When Whitmer ran for reelection in 2022 against the Republican Tudor Dixon, she won by nearly 11 points, reflective of her broad appeal with the electorate in a state where the margins are often tight.

This fall, Michigan is expected to be one of the closest states in the country in the presidential race. And Whitmer, a former state lawmaker and ex-prosecutor, is set to be a critical voice for the Biden campaign across Michigan.

The governor has encouraged Biden to speak more forcefully about abortion rights, an issue that has galvanized many voters — but especially women — across the country after Roe was overturned.

In a potential field without Biden, Whitmer’s Midwestern background, strong alliance with organized labor, and moderate appeal could make her a strong contender. But she would also be a new face in a contest that will probably feature Trump on the GOP side.

Sen. Amy Klobuchar of Minnesota
Amy Klobuchar
Sen. Amy Klobuchar on Capitol Hill.

Sen. Amy Klobuchar, who’s served in the Senate since 2007, ran for president in 2020 and made a surprisingly strong finish in the New Hampshire primary — even outperforming Biden and Sen. Elizabeth Warren of Massachusetts at the time.

But her campaign wasn’t able to get the sort of momentum it needed in the South Carolina primary for her to continue her bid, and she exited the race.

Still, Klobuchar would be a candidate to watch in an open field, as she boosted her national presence in the primary and could point to a long-standing record of bipartisan accomplishments representing Minnesota in the Senate.

Sen. Cory Booker of New Jersey
Cory Booker
Cory Booker has served in the Senate since 2013.

Sen. Cory Booker also ran for president in 2020, ending his campaign in January that year.

But the former Newark mayor has been a national figure for years and is seen as a likely 2028 contender.

He could easily jump-start a potential 2028 campaign in South Carolina, as he campaigned throughout the state in 2019 and 2020.

In the scenario that Democrats would have to choose a candidate other than Biden, he would probably be a part of the conversation.

Gov. Roy Cooper of North Carolina
Roy Cooper
Gov. Roy Cooper speaks at an event with Biden in Greensboro, North Carolina, in April 2022.

Gov. Roy Cooper isn’t a big name among Democratic voters outside North Carolina, at least not yet. The former state lawmaker, onetime North Carolina attorney general, and current two-term governor rose through the ranks of government and, along the way, navigated political divides that would bedevil most politicians.
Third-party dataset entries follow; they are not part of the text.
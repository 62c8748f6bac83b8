use serde::{Deserialize, Serialize};

use crate::color::ansi256;
use crate::foundation::error::{ThemeResult, ThemeverterError};

/// An sRGB color with 8-bit channels.
#[derive(Debug, Clone, Copy, PartialEq, Eq, Hash, Serialize, Deserialize)]
pub struct Rgb8 {
    /// Red channel, 0..=255.
    pub r: u8,
    /// Green channel, 0..=255.
    pub g: u8,
    /// Blue channel, 0..=255.
    pub b: u8,
}

impl Rgb8 {
    /// Build a color from its three channels.
    pub const fn new(r: u8, g: u8, b: u8) -> Self {
        Self { r, g, b }
    }

    /// Channels as `[r, g, b]`.
    pub fn to_array(self) -> [u8; 3] {
        [self.r, self.g, self.b]
    }
}

/// An sRGB color with unit-interval channels (`channel / 255`).
#[derive(Debug, Clone, Copy, PartialEq, Serialize)]
pub struct RgbUnit {
    /// Red channel, 0.0..=1.0.
    pub r: f64,
    /// Green channel, 0.0..=1.0.
    pub g: f64,
    /// Blue channel, 0.0..=1.0.
    pub b: f64,
}

impl From<Rgb8> for RgbUnit {
    fn from(c: Rgb8) -> Self {
        Self {
            r: f64::from(c.r) / 255.0,
            g: f64::from(c.g) / 255.0,
            b: f64::from(c.b) / 255.0,
        }
    }
}

/// A color normalized to lowercase `#rrggbb`.
///
/// The only way to obtain a `HexColor` is through [`HexColor::parse`] (or conversion from
/// [`Rgb8`]), so holding one means the value has already been validated, alpha-stripped and
/// lowercased.
#[derive(Debug, Clone, PartialEq, Eq, Hash)]
pub struct HexColor(String);

impl HexColor {
    /// Parse and normalize any accepted hex form (`#RGB`, `#RGBA`, `#RRGGBB`, `#RRGGBBAA`).
    pub fn parse(s: &str) -> ThemeResult<Self> {
        normalize_hex(s).map(Self)
    }

    /// The normalized `#rrggbb` string.
    pub fn as_str(&self) -> &str {
        &self.0
    }

    /// 8-bit channels of this color.
    pub fn rgb8(&self) -> Rgb8 {
        let digits = self.0.as_bytes();
        Rgb8::new(
            hex_pair(digits[1], digits[2]),
            hex_pair(digits[3], digits[4]),
            hex_pair(digits[5], digits[6]),
        )
    }

    /// Unit-interval channels of this color.
    pub fn unit(&self) -> RgbUnit {
        RgbUnit::from(self.rgb8())
    }

    /// Nearest xterm 256-color palette index.
    pub fn ansi256(&self) -> u8 {
        ansi256::nearest(self.rgb8())
    }
}

impl From<Rgb8> for HexColor {
    fn from(c: Rgb8) -> Self {
        Self(rgb255_to_hex(c))
    }
}

impl std::fmt::Display for HexColor {
    fn fmt(&self, f: &mut std::fmt::Formatter<'_>) -> std::fmt::Result {
        f.write_str(&self.0)
    }
}

impl Serialize for HexColor {
    fn serialize<S>(&self, serializer: S) -> Result<S::Ok, S::Error>
    where
        S: serde::Serializer,
    {
        serializer.serialize_str(&self.0)
    }
}

impl<'de> Deserialize<'de> for HexColor {
    fn deserialize<D>(deserializer: D) -> Result<Self, D::Error>
    where
        D: serde::Deserializer<'de>,
    {
        let s = String::deserialize(deserializer)?;
        Self::parse(&s).map_err(serde::de::Error::custom)
    }
}

// Only called on validated digits.
fn hex_pair(hi: u8, lo: u8) -> u8 {
    fn nibble(d: u8) -> u8 {
        match d {
            b'0'..=b'9' => d - b'0',
            b'a'..=b'f' => d - b'a' + 10,
            b'A'..=b'F' => d - b'A' + 10,
            _ => 0,
        }
    }
    (nibble(hi) << 4) | nibble(lo)
}

fn hex_digits(s: &str) -> ThemeResult<&str> {
    let s = s.trim();
    let digits = s.strip_prefix('#').unwrap_or(s);
    if digits.is_empty() || !digits.bytes().all(|b| b.is_ascii_hexdigit()) {
        return Err(ThemeverterError::invalid_color(format!(
            "\"{s}\" is not a hex color"
        )));
    }
    Ok(digits)
}

/// Parse `#RGB`, `#RGBA`, `#RRGGBB` or `#RRGGBBAA` (leading `#` optional) into 8-bit channels.
///
/// An alpha channel is accepted and ignored.
pub fn hex_to_rgb255(hex: &str) -> ThemeResult<Rgb8> {
    let digits = hex_digits(hex)?;
    let b = digits.as_bytes();
    match b.len() {
        3 | 4 => Ok(Rgb8::new(
            hex_pair(b[0], b[0]),
            hex_pair(b[1], b[1]),
            hex_pair(b[2], b[2]),
        )),
        6 | 8 => Ok(Rgb8::new(
            hex_pair(b[0], b[1]),
            hex_pair(b[2], b[3]),
            hex_pair(b[4], b[5]),
        )),
        n => Err(ThemeverterError::invalid_color(format!(
            "\"{hex}\" has {n} hex digits; expected #RGB, #RGBA, #RRGGBB or #RRGGBBAA"
        ))),
    }
}

/// Format 8-bit channels as lowercase `#rrggbb`.
pub fn rgb255_to_hex(c: Rgb8) -> String {
    format!("#{:02x}{:02x}{:02x}", c.r, c.g, c.b)
}

/// Unit-interval channels of a hex color, each exactly `channel / 255`.
pub fn rgb_normalized(hex: &str) -> ThemeResult<RgbUnit> {
    hex_to_rgb255(hex).map(RgbUnit::from)
}

/// Nearest xterm 256-color palette index of a hex color.
///
/// Distance is the sum of squared channel differences; ties go to the lowest index.
pub fn to_ansi256(hex: &str) -> ThemeResult<u8> {
    hex_to_rgb255(hex).map(ansi256::nearest)
}

/// Drop the alpha channel of an 8-digit hex color.
///
/// Eight digits (with or without `#`) keep the first six; six digits pass through with a `#`
/// prefixed when missing. Case is preserved. Any other length is an error.
pub fn strip_alpha(hex: &str) -> ThemeResult<String> {
    let digits = hex_digits(hex)?;
    match digits.len() {
        6 => Ok(format!("#{digits}")),
        8 => Ok(format!("#{}", &digits[..6])),
        n => Err(ThemeverterError::invalid_color(format!(
            "\"{hex}\" has {n} hex digits; expected 6 or 8"
        ))),
    }
}

/// Normalize any accepted hex form to lowercase `#rrggbb`.
///
/// Accepts 3, 4, 6 or 8 digits; the short forms are expanded and alpha is dropped.
pub fn normalize_hex(hex: &str) -> ThemeResult<String> {
    let digits = hex_digits(hex)?;
    let expanded = match digits.len() {
        3 | 4 => digits[..3].chars().flat_map(|c| [c, c]).collect::<String>(),
        6 | 8 => digits[..6].to_owned(),
        n => {
            return Err(ThemeverterError::invalid_color(format!(
                "\"{hex}\" has {n} hex digits"
            )));
        }
    };
    Ok(format!("#{}", expanded.to_ascii_lowercase()))
}

/// Rec. 709 relative luminance in `0.0..=1.0` (on gamma-encoded channels).
pub fn relative_luminance(c: Rgb8) -> f64 {
    let u = RgbUnit::from(c);
    0.2126 * u.r + 0.7152 * u.g + 0.0722 * u.b
}

/// Convert one unit-interval component to an 8-bit channel.
pub fn unit_to_u8(x: f64) -> ThemeResult<u8> {
    if !x.is_finite() {
        return Err(ThemeverterError::invalid_color(format!(
            "color component {x} is not finite"
        )));
    }
    Ok((x.clamp(0.0, 1.0) * 255.0).round() as u8)
}

#[cfg(test)]
#[path = "../../tests/unit/color/codec.rs"]
mod tests;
In a GOP-leaning state where Democratic candidates have to compete on tricky terrain, Cooper, a moderate, has come out on top.

Democrats have not tapped a Southern governor as their presidential nominee since Bill Clinton in 1992. Looking to the future, probably in 2028, Cooper is someone who’s poised to be on the minds of many in the party.

Gov. Wes Moore of Maryland
Wes Moore
Gov. Wes Moore is a combat veteran who served in Afghanistan.

Gov. Wes Moore, an Army veteran who’s also a Rhodes Scholar, was first elected to the governorship in 2022. He has focused heavily on tackling issues such as child poverty and housing affordability, two of the most vexing public-policy challenges for leaders on both the state and federal levels.

One of Moore’s major pushes is to reshape how patriotism is defined in politics, as he told Business Insider during his first gubernatorial campaign that one party or movement couldn’t claim the idea as their own.

“I refuse to let anybody try to wrestle that away,” Moore told BI in an October 2022 interview, “or claim that they have a higher stake or some higher claim to it than I or my family or people who I served with or my community members.”

The governor, seen by many as a potential 2028 contender, has been a strong political ally of both Biden and Harris.

While Moore may be relatively new to elective politics, his profile only continues to grow within the Democratic Party.

Correction: February 23, 2024 — An earlier version of this story misstated one of President Joe Biden’s arguments for why he should be reelected. He has touted low national unemployment numbers, not low national employment numbers.